A small conspicuous rocky nunatak 2 nmi southwest of Dentler Island, lying near the inner part and east end of Abbot Ice Shelf.
First sighted on February 9, 1961 from helicopters of the USS Glacier and Staten Island.
Named by US-ACAN for Larry K. Lepley, oceanographer of the United States Navy Hydrographic Office, who with three others was marooned at this nunatak, February 12-15, 1961, by a severe wind and snowstorm.

===Dendtler Island===
.
An ice-covered island, 14 nmi long, lying in the east part of Abbot Ice Shelf between Farwell Island and Fletcher Peninsula.
Mapped by USGS from surveys and United States Navy air photos, 1960–66.
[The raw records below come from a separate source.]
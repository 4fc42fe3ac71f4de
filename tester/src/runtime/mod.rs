//! Runtime Management
//!
//! This module handles subprocess management and node readiness during test execution.

pub mod health;
pub mod output;
pub mod process;
pub mod readiness;
pub mod runner;

// Re-export main types
pub use health::{HealthCheck, HealthProbeResult, HttpHealthCheck, MockHealthCheck};
pub use output::OutputBuffer;
pub use process::{CommandOutput, CommandSpec, ManagedProcess, StopReport};
pub use readiness::{ReadinessProber, ReadyReport, RunContext};
pub use runner::{MockProcessRunner, ProcessHandle, ProcessRunner, SystemProcessRunner};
Named by US-ACAN for Major Robert Dendtler, United States Army, coordinating officer on the staff of the Commander, United States Navy Support Force, Antarctica, during Deep Freeze 1967 and 1968.

===Demas Ice Tongue===
.
Conspicuous ice tongue, about 20 nmi long, extending west from Abbot Ice Shelf of Peacock Sound into the Amundsen Sea.
Discovered by members of the USAS in flights from the Bear, February 1940, and named after E.J. Demas (d. 1979), member of the ByrdAE of 1928-30 and 1933-35.